Optogenetics and fluorescence imaging have become workhorses in neuroscience. However, these technologies require illumination of brain tissue with sufficient light intensities to manipulate or visualize neuronal activity, which goes hand in hand with increased temperature in the tissue.

Anatol Kreitzer from the Gladstone Institutes in San Francisco and his colleagues have assessed how these temperature changes affect neuronal activity in different brain regions and neuronal cell types. They recorded from medium spiny neurons in the striatum, granule cells in the dentate gyrus, fast-spiking interneurons in the cortex, and pyramidal cells in the hippocampus and cortex, while illuminating these brain regions with intensities typically used in optogenetic experiments.

Whereas pyramidal cells were resilient under illumination, the other cell types reduced their firing rates in response to the increased temperature caused by the illumination. These effects arose in the absence of expression of optogenetic actuators. The extent of the firing rate reduction correlated with the extent of the temperature increase. Importantly, these changes in firing rate can have behavioral effects. For instance, illumination of the dorsal striatum in one side of the brain caused the mice to bias their turning behavior toward the same side, as expected for a suppression of this brain region. However, if inhibitory interneurons are predominantly affected by heat, the activity of a targeted brain area can also be increased on the whole.

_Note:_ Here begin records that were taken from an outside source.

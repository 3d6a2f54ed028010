//! cms_detect library: CMS fingerprinting and search-feed discovery
//!
//! Given a URL, this library fetches the page (following at most one redirect),
//! matches it against technology signatures, reduces the findings to a single
//! CMS identity, extracts search keywords from the page, and reads sample items
//! from the platform's search feed.
//!
//! # Example
//!
//! ```no_run
//! use std::path::Path;
//! use std::sync::Arc;
//!
//! use cms_detect::{CmsDetector, DetectorConfig, RulesetMatcher};
//!
//! # #[tokio::main]
//! # async fn main() -> Result<(), Box<dyn std::error::Error>> {
//! let matcher = RulesetMatcher::from_path(Path::new("fingerprints/technologies")).await?;
//! let detector = CmsDetector::new(DetectorConfig::default(), Arc::new(matcher))?;
//!
//! if let Some(report) = detector.report("http://blog.example.com").await {
//!     println!("{} runs {:?}", report.url, report.cms);
//! }
//! # Ok(())
//! # }
//! ```
//!
//! # Requirements
//!
//! This library requires a Tokio runtime. Use `#[tokio::main]` in your application
//! or ensure you're calling library functions within an async context.

pub mod config;
mod detector;
pub mod error_handling;
pub mod feed;
pub mod fetch;
pub mod fingerprint;
pub mod initialization;
pub mod parse;
pub mod resolve;
pub mod server;
mod utils;

// Re-export public API
pub use config::{DetectorConfig, KeywordOptions, LogFormat, LogLevel};
pub use detector::{ClientReport, CmsDetector, DetectionResult};
pub use error_handling::ProcessingStats;
pub use feed::TestItem;
pub use fingerprint::{Finding, FindingsSet, Provenance, RulesetMatcher, SignatureMatcher};
//! Category loading for fingerprint rulesets.

use std::collections::HashMap;
use std::path::{Path, PathBuf};
use tokio::fs;

use crate::error_handling::RulesetError;
use crate::fingerprint::models::CategoryEntry;

use super::CATEGORIES_FILE;

/// Returns the places `categories.json` may live for a ruleset path.
///
/// For a file: next to it. For a directory: its parent first (the Wappalyzer
/// `src/technologies` + `src/categories.json` layout), then the directory itself.
fn candidate_paths(path: &Path) -> Vec<PathBuf> {
    let mut candidates = Vec::new();
    if path.is_dir() {
        if let Some(parent) = path.parent() {
            candidates.push(parent.join(CATEGORIES_FILE));
        }
        candidates.push(path.join(CATEGORIES_FILE));
    } else if let Some(parent) = path.parent() {
        candidates.push(parent.join(CATEGORIES_FILE));
    }
    candidates
}

/// Loads categories.json for a ruleset path.
///
/// A missing file is not an error: findings then carry no categories and an
/// empty type. A present but malformed file is.
pub(crate) async fn load_categories_from_path(
    path: &Path,
) -> Result<HashMap<u32, String>, RulesetError> {
    let Some(categories_path) = candidate_paths(path).into_iter().find(|p| p.is_file()) else {
        log::warn!(
            "No {} found for {}; findings will have no categories",
            CATEGORIES_FILE,
            path.display()
        );
        return Ok(HashMap::new());
    };

    let content = fs::read_to_string(&categories_path)
        .await
        .map_err(|source| RulesetError::Io {
            path: categories_path.display().to_string(),
            source,
        })?;
    let entries: HashMap<String, CategoryEntry> =
        serde_json::from_str(&content).map_err(|source| RulesetError::Parse {
            path: categories_path.display().to_string(),
            source,
        })?;

    let result: HashMap<u32, String> = entries
        .into_iter()
        .filter_map(|(id, entry)| id.parse::<u32>().ok().map(|id| (id, entry.into_name())))
        .collect();

    log::info!(
        "Loaded {} categories from {}",
        result.len(),
        categories_path.display()
    );
    Ok(result)
}

#[cfg(test)]
mod tests {
    use super::*;
    use tempfile::TempDir;

    #[tokio::test]
    async fn test_categories_next_to_file() {
        let temp_dir = TempDir::new().expect("Failed to create temp directory");
        let tech_path = temp_dir.path().join("technologies.json");
        tokio::fs::write(&tech_path, b"{}").await.expect("write");
        tokio::fs::write(
            temp_dir.path().join(CATEGORIES_FILE),
            r#"{"1": {"name": "CMS", "priority": 1}, "11": "Blogs", "x": "ignored"}"#,
        )
        .await
        .expect("write");

        let categories = load_categories_from_path(&tech_path).await.expect("load");
        assert_eq!(categories.len(), 2);
        assert_eq!(categories.get(&1).map(String::as_str), Some("CMS"));
        assert_eq!(categories.get(&11).map(String::as_str), Some("Blogs"));
    }

    #[tokio::test]
    async fn test_categories_in_parent_of_directory() {
        let temp_dir = TempDir::new().expect("Failed to create temp directory");
        let tech_dir = temp_dir.path().join("technologies");
        tokio::fs::create_dir(&tech_dir).await.expect("mkdir");
        tokio::fs::write(temp_dir.path().join(CATEGORIES_FILE), r#"{"1": "CMS"}"#)
            .await
            .expect("write");

        let categories = load_categories_from_path(&tech_dir).await.expect("load");
        assert_eq!(categories.get(&1).map(String::as_str), Some("CMS"));
    }

    #[tokio::test]
    async fn test_missing_categories_is_empty() {
        let temp_dir = TempDir::new().expect("Failed to create temp directory");
        let tech_path = temp_dir.path().join("technologies.json");
        let categories = load_categories_from_path(&tech_path).await.expect("load");
        assert!(categories.is_empty());
    }

    #[tokio::test]
    async fn test_malformed_categories_is_error() {
        let temp_dir = TempDir::new().expect("Failed to create temp directory");
        let tech_path = temp_dir.path().join("technologies.json");
        tokio::fs::write(temp_dir.path().join(CATEGORIES_FILE), b"[1, 2]")
            .await
            .expect("write");
        let result = load_categories_from_path(&tech_path).await;
        assert!(matches!(result, Err(RulesetError::Parse { .. })));
    }
}
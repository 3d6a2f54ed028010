//! URL resolution: eligibility policy and normalization.
//!
//! The resolver is consulted twice per detection: on the URL the caller asked
//! for and on the URL actually served after the single redirect hop.

mod filter;
mod normalize;

pub use filter::UrlFilter;
pub use normalize::{is_cross_origin, normalize_url, prepare_url};
//! Configuration types.
//!
//! This module defines the logging enums shared with the CLI and the library
//! configuration consumed by the detector.

use std::time::Duration;

use clap::ValueEnum;

use crate::config::constants::{
    DEFAULT_FEED_ITEM_LIMIT, DEFAULT_KEYWORD_COUNT, DEFAULT_MIN_KEYWORD_LEN, DEFAULT_TIMEOUT_SECS,
    DEFAULT_USER_AGENT,
};
use crate::resolve::UrlFilter;

/// Logging level for the application.
///
/// Controls the verbosity of log output, from most restrictive (Error) to most
/// verbose (Trace).
#[derive(Clone, Debug, ValueEnum)]
pub enum LogLevel {
    /// Only error messages
    Error,
    /// Error and warning messages
    Warn,
    /// Error, warning, and informational messages
    Info,
    /// All messages except trace
    Debug,
    /// All messages including trace
    Trace,
}

impl From<LogLevel> for log::LevelFilter {
    fn from(l: LogLevel) -> Self {
        match l {
            LogLevel::Error => log::LevelFilter::Error,
            LogLevel::Warn => log::LevelFilter::Warn,
            LogLevel::Info => log::LevelFilter::Info,
            LogLevel::Debug => log::LevelFilter::Debug,
            LogLevel::Trace => log::LevelFilter::Trace,
        }
    }
}

/// Log output format.
///
/// - `Plain`: Human-readable format with colors (default)
/// - `Json`: Structured JSON format for machine parsing
#[derive(Clone, Debug, ValueEnum)]
pub enum LogFormat {
    /// Human-readable format with colors (default)
    Plain,
    /// Structured JSON format for machine parsing
    Json,
}

/// Keyword extraction limits.
#[derive(Debug, Clone, Copy, PartialEq, Eq)]
pub struct KeywordOptions {
    /// Maximum number of keywords returned
    pub count: usize,
    /// Minimum keyword length in characters
    pub min_len: usize,
}

impl Default for KeywordOptions {
    fn default() -> Self {
        Self {
            count: DEFAULT_KEYWORD_COUNT,
            min_len: DEFAULT_MIN_KEYWORD_LEN,
        }
    }
}

/// Detector configuration (no CLI dependencies).
///
/// # Examples
///
/// ```
/// use cms_detect::DetectorConfig;
///
/// let config = DetectorConfig {
///     timeout_seconds: 5,
///     ..Default::default()
/// };
/// assert_eq!(config.feed_item_limit, 3);
/// ```
#[derive(Debug, Clone)]
pub struct DetectorConfig {
    /// Page and feed fetch timeout in seconds
    pub timeout_seconds: u64,

    /// HTTP User-Agent header value
    pub user_agent: String,

    /// Include/exclude policy applied to requested and served URLs
    pub url_filter: UrlFilter,

    /// Maximum number of test items read from the search feed
    pub feed_item_limit: usize,

    /// Keyword extraction limits
    pub keywords: KeywordOptions,
}

impl DetectorConfig {
    /// Fetch timeout as a `Duration`.
    pub fn timeout(&self) -> Duration {
        Duration::from_secs(self.timeout_seconds)
    }
}

impl Default for DetectorConfig {
    fn default() -> Self {
        Self {
            timeout_seconds: DEFAULT_TIMEOUT_SECS,
            user_agent: DEFAULT_USER_AGENT.to_string(),
            url_filter: UrlFilter::default(),
            feed_item_limit: DEFAULT_FEED_ITEM_LIMIT,
            keywords: KeywordOptions::default(),
        }
    }
}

Kreitzer and his team determined that the thermosensitivity of neurons is mediated by an inward-rectifying potassium channel, which is consistent with their electrophysiological characterization of the temperature effect.

These studies underscore the importance of being mindful of heat generation during illumination of the brain. But published theoretical models can help predict the expected temperature increase depending on illumination power, wavelength, duty cycle and other parameters, and optimize illumination protocols.